> About this exercise:
Check every line of the material below for "OutputManager". Give the number of lines that have it, and only that.

> Data supplied:
──────────────────────────────
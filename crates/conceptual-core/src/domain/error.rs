// ============================================================================
// domain/error.rs - DOMAIN ERRORS
// ============================================================================

use thiserror::Error;

use crate::error::ErrorCategory;

/// Root domain error type.
///
/// All errors are:
/// - Cloneable (reports can carry them)
/// - Categorizable (for CLI display)
/// - Actionable (provides suggestions)
#[derive(Debug, Error, Clone, PartialEq)]
pub enum DomainError {
    // ========================================================================
    // Usage Errors
    // ========================================================================
    #[error("Project name required (or use --here)")]
    MissingProjectName,

    #[error("Invalid project name '{name}': {reason}")]
    InvalidProjectName { name: String, reason: String },

    // ========================================================================
    // Parse Errors
    // ========================================================================
    #[error("Unknown AI assistant '{0}'")]
    UnknownAssistant(String),

    #[error("Unknown script type '{0}'")]
    UnknownScriptKind(String),

    #[error("Cannot read version from '{0}'")]
    InvalidVersion(String),
}

impl DomainError {
    /// Get user-actionable suggestions for fixing this error.
    pub fn suggestions(&self) -> Vec<String> {
        match self {
            Self::MissingProjectName => vec![
                "Pass a project name: conceptual init my-project".into(),
                "Or initialize the current directory: conceptual init --here".into(),
            ],
            Self::InvalidProjectName { name, reason } => vec![
                format!("Project name '{}' is invalid: {}", name, reason),
                "Use a plain directory name without path separators".into(),
                "Examples: my-project, shop_model, calendar2".into(),
            ],
            Self::UnknownAssistant(_) => vec![
                "Supported assistants:".into(),
                "  • claude, copilot, cursor-agent, windsurf, amp, gemini".into(),
            ],
            Self::UnknownScriptKind(_) => vec!["Supported script types: sh, ps".into()],
            Self::InvalidVersion(_) => vec!["Expected a version like 1.85.0".into()],
        }
    }

    /// Error category for CLI display styling.
    pub fn category(&self) -> ErrorCategory {
        match self {
            Self::MissingProjectName | Self::InvalidProjectName { .. } => ErrorCategory::Usage,
            Self::UnknownAssistant(_) | Self::UnknownScriptKind(_) => ErrorCategory::Validation,
            Self::InvalidVersion(_) => ErrorCategory::Internal,
        }
    }
}
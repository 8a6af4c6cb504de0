//! Errors crossing the core crate boundary.
//!
//! Every port and service returns [`KitError`]. Callers need two things
//! from it: what to tell the user, and which [`ErrorCategory`] the failure
//! belongs to so the binary can pick an exit status.

use thiserror::Error;

use crate::application::ApplicationError;
use crate::domain::DomainError;

/// Root error type for core operations.
#[derive(Debug, Error, Clone)]
pub enum KitError {
    /// Bad project name, or a value that failed to parse.
    #[error(transparent)]
    Domain(#[from] DomainError),

    /// The target cannot be written or an external tool failed.
    #[error(transparent)]
    Application(#[from] ApplicationError),
}

impl KitError {
    /// Hints printed under the error message.
    pub fn suggestions(&self) -> Vec<String> {
        match self {
            Self::Domain(e) => e.suggestions(),
            Self::Application(e) => e.suggestions(),
        }
    }

    pub fn category(&self) -> ErrorCategory {
        match self {
            Self::Domain(e) => e.category(),
            Self::Application(e) => e.category(),
        }
    }
}

/// How a failure is classified, shared by both layers.
#[derive(Debug, Clone, Copy, PartialEq, Eq)]
pub enum ErrorCategory {
    /// Missing or unusable project name, or a target that needs `--force`.
    Usage,
    /// An assistant or script name that is not recognised.
    Validation,
    /// The machine lacks a tool a step needs.
    Environment,
    /// Filesystem failure or a broken invariant.
    Internal,
}

impl ErrorCategory {
    /// `true` when rerunning with different arguments can succeed.
    pub const fn is_user_fixable(self) -> bool {
        matches!(self, Self::Usage | Self::Validation)
    }
}

/// Convenient result type alias.
pub type KitResult<T> = Result<T, KitError>;
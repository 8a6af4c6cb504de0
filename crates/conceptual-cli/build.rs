//! Records the toolchain version for `conceptual check`.

use std::process::Command;

fn main() {
    let rustc = std::env::var("RUSTC").unwrap_or_else(|_| "rustc".into());

    let version = Command::new(&rustc)
        .arg("--version")
        .output()
        .ok()
        .filter(|out| out.status.success())
        .map(|out| String::from_utf8_lossy(&out.stdout).trim().to_string())
        .unwrap_or_else(|| "unknown".into());

    println!("cargo:rustc-env=CONCEPTUAL_RUSTC_VERSION={version}");
    println!("cargo:rerun-if-env-changed=RUSTC");
}
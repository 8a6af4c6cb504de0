//! Text generated into every new project.

use crate::domain::entities::{ProjectTarget, RenderContext};
use crate::domain::value_objects::{Assistant, ResourceKind};

/// Name of the Copilot instructions file inside the assistant-config bundle.
pub const INSTRUCTIONS_FILE: &str = "copilot-instructions.md";

/// Directory inside the commands bundle holding one `*.md` per slash command.
pub const COMMANDS_SUBDIR: &str = "commands";

/// Fixed `.gitignore` content: build artefacts, IDE files, OS files and
/// generated output.
pub const GITIGNORE: &str = "\
# Python
__pycache__/
*.py[cod]
*$py.class
*.so
.Python
venv/
ENV/

# IDE
.vscode/
.idea/
*.swp
*.swo

# OS
.DS_Store
Thumbs.db

# Generated files
*.pdf
*-final.md
";

const README_TEMPLATE: &str = r#"# {{PROJECT_NAME}}

Conceptual Model Kit Project

AI assistant: **{{ASSISTANT_NAME}}** (`{{ASSISTANT}}`)

## Getting Started

This project has been configured with **Claude Code slash commands** for creating conceptual models.

### Available Slash Commands

When using Claude Code in this project, you have access to these commands:

- `/concept.init <name>` - Start a new conceptual model
- `/concept.add-object <name>` - Add an object to your model
- `/concept.add-relationship <from> <to>` - Map object relationships
- `/concept.add-action <name>` - Document user workflows
- `/concept.review` - Get comprehensive feedback on your model
- `/concept.generate` - Create final formatted document
- `/concept.status` - Quick model overview

### Create Your First Conceptual Model

```bash
# 1. Open your assistant in this directory
{{ASSISTANT_COMMAND}}

# 2. Inside the assistant, use slash commands:
/concept.init {{PROJECT_NAME}}

# 3. Add your core objects
/concept.add-object User
/concept.add-object Post
/concept.add-object Comment

# 4. Map relationships
/concept.add-relationship User Post
/concept.add-relationship Post Comment

# 5. Add user workflows
/concept.add-action create-post
/concept.add-action add-comment

# 6. Review your model
/concept.review

# 7. Generate final document
/concept.generate
```

## Documentation

- See `.claude/steering/conceptual-modeling-guide.md` for the philosophy and principles
- Check `examples/` for reference models at different complexity levels
- Review `templates/` for document structure
- See `.claude/commands/` for detailed command documentation

## Command Details

Each slash command in `.claude/commands/` provides:
- Detailed workflow instructions
- Interactive forms for gathering information
- Best practices and examples
- Error handling guidance

## Project Structure

```
{{PROJECT_NAME}}/
├── .claude/
│   ├── commands/          # Slash commands for Claude Code
│   └── steering/          # Conceptual modeling guide
├── .github/               # Copilot instructions
├── docs/                  # Your conceptual models go here
├── examples/              # Reference models
│   ├── todo-app/         # Simple example
│   ├── e-commerce/       # Medium complexity
│   └── google-calendar/  # Complex example
└── templates/            # Document templates
```

## Resources

- [Johnson & Henderson - Conceptual Models](https://www.sciencedirect.com/science/article/abs/pii/S0953543805800340)
- [The Design of Everyday Things - Don Norman](https://en.wikipedia.org/wiki/The_Design_of_Everyday_Things)

---

Generated with Conceptual Kit {{KIT_VERSION}}
"#;

/// Render the project README.
pub fn readme(context: &RenderContext) -> String {
    context.render(README_TEMPLATE)
}

/// Guidance printed after a successful `init`.
pub fn next_steps(target: &ProjectTarget, assistant: Assistant) -> Vec<String> {
    vec![
        format!("cd {}", target.cd_hint()),
        format!(
            "Read {} to understand the approach",
            ResourceKind::GuideDocument.relative_path()
        ),
        "Check examples/ for reference models".to_string(),
        format!(
            "Start modeling: {} 'concept init MyApp'",
            assistant.launch_command()
        ),
    ]
}

#[cfg(test)]
mod tests {
    use super::*;
    use std::path::Path;

    #[test]
    fn readme_heading_is_project_name() {
        let ctx = RenderContext::new("shop-model", Assistant::Claude);
        let text = readme(&ctx);
        assert_eq!(text.lines().next(), Some("# shop-model"));
        assert!(!text.contains("{{"));
    }

    #[test]
    fn readme_heading_keeps_braces_in_name() {
        for _ in 0..20 {
            let ctx = RenderContext::new("{{ASSISTANT}}-kit", Assistant::Claude);
            let text = readme(&ctx);
            assert_eq!(text.lines().next(), Some("# {{ASSISTANT}}-kit"));
        }
    }

    #[test]
    fn readme_names_the_assistant() {
        let ctx = RenderContext::new("x", Assistant::Windsurf);
        let text = readme(&ctx);
        assert!(text.contains("**Windsurf** (`windsurf`)"));
        assert!(text.contains("/concept.init x"));
    }

    #[test]
    fn gitignore_covers_generated_output() {
        assert!(GITIGNORE.contains("*.pdf"));
        assert!(GITIGNORE.contains("*-final.md"));
        assert!(GITIGNORE.contains(".DS_Store"));
        assert!(GITIGNORE.contains(".idea/"));
    }

    #[test]
    fn next_steps_for_in_place_target() {
        let target = ProjectTarget::resolve(None, true, Path::new("/tmp/model")).unwrap();
        let steps = next_steps(&target, Assistant::Copilot);
        assert_eq!(steps[0], "cd .");
        assert!(steps[3].contains("your-ai"));
    }

    #[test]
    fn next_steps_for_named_target() {
        let target = ProjectTarget::resolve(Some("shop"), false, Path::new("/tmp")).unwrap();
        let steps = next_steps(&target, Assistant::Claude);
        assert_eq!(steps[0], "cd shop");
        assert!(steps[3].starts_with("Start modeling: claude"));
    }
}
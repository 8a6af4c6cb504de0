//! Conceptual Kit Core - Hexagonal Architecture Implementation
//!
//! This crate provides the domain and application layers for the Conceptual
//! Kit scaffolding tool, following hexagonal (ports and adapters) architecture.
//!
//! ## Architecture Overview
//!
//! ```text
//! ┌─────────────────────────────────────────┐
//! │          conceptual-cli (CLI)           │
//! │     (Parses args, renders reports)      │
//! └──────────────────┬──────────────────────┘
//!                    │ calls
//!                    ▼
//! ┌─────────────────────────────────────────┐
//! │         Application Services            │
//! │      (InitService, CheckService)        │
//! │         Orchestrates Use Cases          │
//! └──────────────────┬──────────────────────┘
//!                    │ uses
//!                    ▼
//! ┌─────────────────────────────────────────┐
//! │      Application Ports (Traits)         │
//! │ (Filesystem, VersionControl, ToolProbe) │
//! └──────────────────┬──────────────────────┘
//!                    │ implemented by
//!                    ▼
//! ┌─────────────────────────────────────────┐
//! │   conceptual-adapters (Infrastructure)  │
//! │  (LocalFilesystem, GitCli, PathToolProbe)│
//! └─────────────────────────────────────────┘
//!                    │
//!                    ▼
//! ┌─────────────────────────────────────────┐
//! │         Domain Layer (Pure Logic)       │
//! │ (ProjectTarget, Assistant, InitReport)  │
//! │         No External Dependencies        │
//! └─────────────────────────────────────────┘
//! ```
//!
//! ## Usage
//!
//! ```rust,ignore
//! use conceptual_core::prelude::*;
//!
//! // 1. Resolve where the project goes
//! let target = ProjectTarget::resolve(Some("shop"), false, &cwd)?;
//!
//! // 2. Use application service (with injected adapters)
//! let service = InitService::new(filesystem, vcs, ResourceLocator::new(&layout));
//! let report = service.initialize(InitRequest::new(target))?;
//! ```

// Re-export domain layer (stable, well-defined API)
pub mod domain;

// Re-export application layer (orchestration logic)
pub mod application;

// Re-export error types
pub mod error;

// Public API - what external crates should use
pub mod prelude {
    pub use crate::application::{
        CheckService, InitRequest, InitService, InstallLayout, ResourceLocator,
        ports::{Filesystem, ToolProbe, VersionControl},
    };
    pub use crate::domain::{
        Assistant, CheckReport, InitReport, ProjectTarget, ResourceKind, RuntimeVersion,
        ScaffoldStep, ScriptKind, StepStatus,
    };
    pub use crate::error::{KitError, KitResult};
}

// Version info
pub const VERSION: &str = env!("CARGO_PKG_VERSION");
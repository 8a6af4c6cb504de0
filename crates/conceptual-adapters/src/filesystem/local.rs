//! Local filesystem adapter using std::fs.

use std::io;
use std::path::{Path, PathBuf};

use tracing::trace;
use walkdir::WalkDir;

use conceptual_core::{
    application::{ApplicationError, ports::Filesystem},
    error::{KitError, KitResult},
};

/// Production filesystem implementation using `std::fs`.
#[derive(Debug, Clone, Copy)]
pub struct LocalFilesystem;

impl LocalFilesystem {
    /// Create a new local filesystem adapter.
    pub fn new() -> Self {
        Self
    }
}

impl Default for LocalFilesystem {
    fn default() -> Self {
        Self::new()
    }
}

impl Filesystem for LocalFilesystem {
    fn create_dir_all(&self, path: &Path) -> KitResult<()> {
        std::fs::create_dir_all(path).map_err(|e| map_io_error(path, e, "create directory"))
    }

    fn write_file(&self, path: &Path, content: &str) -> KitResult<()> {
        std::fs::write(path, content).map_err(|e| map_io_error(path, e, "write file"))
    }

    fn copy_file(&self, from: &Path, to: &Path) -> KitResult<()> {
        std::fs::copy(from, to)
            .map(|_| ())
            .map_err(|e| map_io_error(to, e, "copy file"))
    }

    fn copy_dir_all(&self, from: &Path, to: &Path) -> KitResult<()> {
        for entry in WalkDir::new(from) {
            let entry = entry.map_err(|e| {
                let path = e.path().unwrap_or(from).to_path_buf();
                KitError::from(ApplicationError::FilesystemError {
                    path,
                    reason: format!("Failed to walk directory: {e}"),
                })
            })?;

            // WalkDir yields paths under `from`, so the prefix always strips.
            let relative = entry.path().strip_prefix(from).unwrap_or(entry.path());
            let dest = to.join(relative);

            if entry.file_type().is_dir() {
                std::fs::create_dir_all(&dest)
                    .map_err(|e| map_io_error(&dest, e, "create directory"))?;
            } else {
                trace!(from = %entry.path().display(), to = %dest.display(), "copy");
                std::fs::copy(entry.path(), &dest)
                    .map_err(|e| map_io_error(&dest, e, "copy file"))?;
            }
        }
        Ok(())
    }

    fn exists(&self, path: &Path) -> bool {
        path.exists()
    }

    fn same_location(&self, a: &Path, b: &Path) -> bool {
        match (std::fs::canonicalize(a), std::fs::canonicalize(b)) {
            (Ok(a), Ok(b)) => a == b,
            _ => false,
        }
    }

    fn is_dir_empty(&self, path: &Path) -> KitResult<bool> {
        let mut entries =
            std::fs::read_dir(path).map_err(|e| map_io_error(path, e, "read directory"))?;
        Ok(entries.next().is_none())
    }

    fn remove_dir_all(&self, path: &Path) -> KitResult<()> {
        std::fs::remove_dir_all(path).map_err(|e| map_io_error(path, e, "remove directory"))
    }

    fn list_files(&self, dir: &Path, extension: &str) -> KitResult<Vec<PathBuf>> {
        if !dir.is_dir() {
            return Ok(Vec::new());
        }

        let mut files = Vec::new();
        for entry in WalkDir::new(dir).min_depth(1).max_depth(1).sort_by_file_name() {
            let entry = entry.map_err(|e| {
                KitError::from(ApplicationError::FilesystemError {
                    path: dir.to_path_buf(),
                    reason: format!("Failed to list directory: {e}"),
                })
            })?;
            let path = entry.path();
            if entry.file_type().is_file()
                && path.extension().is_some_and(|ext| ext == extension)
            {
                files.push(path.to_path_buf());
            }
        }
        Ok(files)
    }
}

fn map_io_error(path: &Path, e: io::Error, operation: &str) -> KitError {
    ApplicationError::FilesystemError {
        path: path.to_path_buf(),
        reason: format!("Failed to {}: {}", operation, e),
    }
    .into()
}
//! Application configuration.
//!
//! [`AppConfig`] is loaded once at startup and passed down by value.  The
//! CLI layer owns config; the core crate never sees it.
//!
//! # Resolution order (highest priority first)
//!
//! 1. CLI flags (handled at the call-site, not here)
//! 2. Environment variables: `CONCEPTUAL__SECTION__KEY`
//! 3. Config file: `--config FILE`, else [`AppConfig::config_path`]
//! 4. Built-in defaults (always present)

use std::path::{Path, PathBuf};

use anyhow::Context as _;
use config::{Config, Environment, File};
use serde::{Deserialize, Serialize};

/// Prefix for configuration environment variables.
pub const ENV_PREFIX: &str = "CONCEPTUAL";

/// Application configuration.
#[derive(Debug, Clone, Default, Serialize, Deserialize)]
#[serde(default)]
pub struct AppConfig {
    /// Default values for `init`.
    pub defaults: Defaults,
    /// Output settings.
    pub output: OutputConfig,
    /// Where bundled resources live.
    pub resources: ResourceConfig,
}

#[derive(Debug, Clone, Serialize, Deserialize)]
#[serde(default)]
pub struct Defaults {
    /// Assistant used when `--ai` is absent.
    pub ai: Option<String>,
    /// Script flavor used when `--script` is absent.
    pub script: Option<String>,
    /// Set to `false` to behave as if `--no-git` were always passed.
    pub git: bool,
}

impl Default for Defaults {
    fn default() -> Self {
        Self {
            ai: None,
            script: None,
            git: true,
        }
    }
}

#[derive(Debug, Clone, Serialize, Deserialize)]
#[serde(default)]
pub struct OutputConfig {
    pub no_color: bool,
    /// `auto`, `human`, `plain` or `json`; used when `--output-format` is `auto`.
    pub format: String,
}

impl Default for OutputConfig {
    fn default() -> Self {
        Self {
            no_color: false,
            format: "auto".into(),
        }
    }
}

#[derive(Debug, Clone, Default, Serialize, Deserialize)]
#[serde(default)]
pub struct ResourceConfig {
    /// Kit checkout to read templates and bundles from.
    pub root: Option<PathBuf>,
}

impl AppConfig {
    /// Load configuration: defaults, then the config file, then environment.
    ///
    /// An explicit `config_file` must exist; the default location is optional.
    pub fn load(config_file: Option<&PathBuf>) -> anyhow::Result<Self> {
        let (path, required) = match config_file {
            Some(path) => (path.clone(), true),
            None => (Self::config_path(), false),
        };

        Self::load_from(&path, required)
            .with_context(|| format!("loading configuration from {}", path.display()))
    }

    fn load_from(path: &Path, required: bool) -> anyhow::Result<Self> {
        let settings = Config::builder()
            .add_source(File::from(path).required(required))
            .add_source(
                Environment::with_prefix(ENV_PREFIX)
                    .separator("__")
                    .try_parsing(true),
            )
            .build()?;

        Ok(settings.try_deserialize()?)
    }

    /// Path to the default configuration file.
    ///
    /// Uses `directories::ProjectDirs` for cross-platform correctness,
    /// falling back to `.conceptual.toml` in the current directory.
    pub fn config_path() -> PathBuf {
        directories::ProjectDirs::from("org", "conceptual-kit", "conceptual")
            .map(|d| d.config_dir().join("config.toml"))
            .unwrap_or_else(|| PathBuf::from(".conceptual.toml"))
    }
}
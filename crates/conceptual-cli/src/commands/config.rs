//! `conceptual config`: inspect the effective configuration.

use crate::{
    cli::ConfigCommands,
    config::AppConfig,
    error::{CliError, CliResult},
    output::OutputManager,
};

/// Dispatch to the correct config subcommand.
pub fn execute(cmd: ConfigCommands, config: AppConfig, output: OutputManager) -> CliResult<()> {
    match cmd {
        ConfigCommands::Get { key } => {
            let value = get_config_value(&config, &key)?;
            output.print(&format!("{key} = {value:?}"))?;
        }

        ConfigCommands::List => {
            let serialised =
                toml::to_string_pretty(&config).map_err(|e| CliError::ConfigError {
                    message: format!("Failed to serialise config: {e}"),
                    source: Some(Box::new(e)),
                })?;
            output.header("Current Configuration:")?;
            output.print(&serialised)?;
        }

        ConfigCommands::Path => {
            output.print(&AppConfig::config_path().display().to_string())?;
        }
    }

    Ok(())
}

// ── helpers ───────────────────────────────────────────────────────────────────

fn get_config_value(config: &AppConfig, key: &str) -> CliResult<String> {
    match key {
        "defaults.ai" => Ok(config.defaults.ai.clone().unwrap_or_default()),
        "defaults.script" => Ok(config.defaults.script.clone().unwrap_or_default()),
        "defaults.git" => Ok(config.defaults.git.to_string()),
        "output.no_color" => Ok(config.output.no_color.to_string()),
        "output.format" => Ok(config.output.format.clone()),
        "resources.root" => Ok(config
            .resources
            .root
            .as_ref()
            .map(|p| p.display().to_string())
            .unwrap_or_default()),
        _ => Err(CliError::ConfigError {
            message: format!("Unknown config key: '{key}'"),
            source: None,
        }),
    }
}

// ── tests ─────────────────────────────────────────────────────────────────────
──────────────────────────────
> Final answer:
2